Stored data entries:

════

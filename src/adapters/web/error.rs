//! JSON error responses for the web adapter.

use axum::{
    http::StatusCode,
    response::{IntoResponse, Response},
    Json,
};
use serde_json::json;
use tracing::error;

use crate::domain::error::ScopeError;

#[derive(Debug)]
pub struct WebError {
    pub status: StatusCode,
    pub message: String,
}

impl WebError {
    pub fn new(status: StatusCode, message: impl Into<String>) -> Self {
        Self {
            status,
            message: message.into(),
        }
    }

    pub fn not_found(message: impl Into<String>) -> Self {
        Self::new(StatusCode::NOT_FOUND, message)
    }

    pub fn bad_request(message: impl Into<String>) -> Self {
        Self::new(StatusCode::BAD_REQUEST, message)
    }

    pub fn internal(message: impl Into<String>) -> Self {
        Self::new(StatusCode::INTERNAL_SERVER_ERROR, message)
    }
}

pub fn status_from_error(err: &ScopeError) -> StatusCode {
    match err {
        ScopeError::UnknownIndicator(_)
        | ScopeError::UnknownSegment(_)
        | ScopeError::InvalidRequest(_) => StatusCode::BAD_REQUEST,
        ScopeError::NotFound(_) => StatusCode::NOT_FOUND,
        ScopeError::Database { .. }
        | ScopeError::DatabaseQuery { .. }
        | ScopeError::SchemaGap { .. }
        | ScopeError::ConfigParse { .. }
        | ScopeError::ConfigMissing { .. }
        | ScopeError::ConfigInvalid { .. }
        | ScopeError::Io(_) => StatusCode::INTERNAL_SERVER_ERROR,
    }
}

impl From<ScopeError> for WebError {
    fn from(err: ScopeError) -> Self {
        let status = status_from_error(&err);
        if status.is_server_error() {
            error!(error = %err, "request failed");
        }
        Self::new(status, err.to_string())
    }
}

impl IntoResponse for WebError {
    fn into_response(self) -> Response {
        let body = json!({ "success": false, "error": self.message });
        (self.status, Json(body)).into_response()
    }
}

#[cfg(test)]
mod tests {
    use super::*;

    #[test]
    fn request_errors_are_client_errors() {
        assert_eq!(
            status_from_error(&ScopeError::UnknownSegment("LSE".into())),
            StatusCode::BAD_REQUEST
        );
        assert_eq!(
            status_from_error(&ScopeError::NotFound("instrument X".into())),
            StatusCode::NOT_FOUND
        );
    }

    #[test]
    fn store_failures_are_server_errors() {
        let err: WebError = ScopeError::DatabaseQuery {
            reason: "disk I/O error".into(),
        }
        .into();
        assert_eq!(err.status, StatusCode::INTERNAL_SERVER_ERROR);
        assert!(err.message.contains("disk I/O error"));
    }
}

════

Task to complete: Each of the records is to be written out again without alteration.

Exercise result:
filename src/adapters/web/error.rs
//! JSON error responses for the web adapter.

use axum::{
    http::StatusCode,
    response::{IntoResponse, Response},
    Json,
};
use serde_json::json;
use tracing::error;

use crate::domain::error::ScopeError;

#[derive(Debug)]
pub struct WebError {
    pub status: StatusCode,
    pub message: String,
}

impl WebError {
    pub fn new(status: StatusCode, message: impl Into<String>) -> Self {
        Self {
            status,
            message: message.into(),
        }
    }

    pub fn not_found(message: impl Into<String>) -> Self {
        Self::new(StatusCode::NOT_FOUND, message)
    }

    pub fn bad_request(message: impl Into<String>) -> Self {
        Self::new(StatusCode::BAD_REQUEST, message)
    }

    pub fn internal(message: impl Into<String>) -> Self {
        Self::new(StatusCode::INTERNAL_SERVER_ERROR, message)
    }
}

pub fn status_from_error(err: &ScopeError) -> StatusCode {
    match err {
        ScopeError::UnknownIndicator(_)
        | ScopeError::UnknownSegment(_)
        | ScopeError::InvalidRequest(_) => StatusCode::BAD_REQUEST,
        ScopeError::NotFound(_) => StatusCode::NOT_FOUND,
        ScopeError::Database { .. }
        | ScopeError::DatabaseQuery { .. }
        | ScopeError::SchemaGap { .. }
        | ScopeError::ConfigParse { .. }
        | ScopeError::ConfigMissing { .. }
        | ScopeError::ConfigInvalid { .. }
        | ScopeError::Io(_) => StatusCode::INTERNAL_SERVER_ERROR,
    }
}

impl From<ScopeError> for WebError {
    fn from(err: ScopeError) -> Self {
        let status = status_from_error(&err);
        if status.is_server_error() {
            error!(error = %err, "request failed");
        }
        Self::new(status, err.to_string())
    }
}

impl IntoResponse for WebError {
    fn into_response(self) -> Response {
        let body = json!({ "success": false, "error": self.message });
        (self.status, Json(body)).into_response()
    }
}

#[cfg(test)]
mod tests {
    use super::*;

    #[test]
    fn request_errors_are_client_errors() {
        assert_eq!(
            status_from_error(&ScopeError::UnknownSegment("LSE".into())),
            StatusCode::BAD_REQUEST
        );
        assert_eq!(
            status_from_error(&ScopeError::NotFound("instrument X".into())),
            StatusCode::NOT_FOUND
        );
    }

    #[test]
    fn store_failures_are_server_errors() {
        let err: WebError = ScopeError::DatabaseQuery {
            reason: "disk I/O error".into(),
        }
        .into();
        assert_eq!(err.status, StatusCode::INTERNAL_SERVER_ERROR);
        assert!(err.message.contains("disk I/O error"));
    }
}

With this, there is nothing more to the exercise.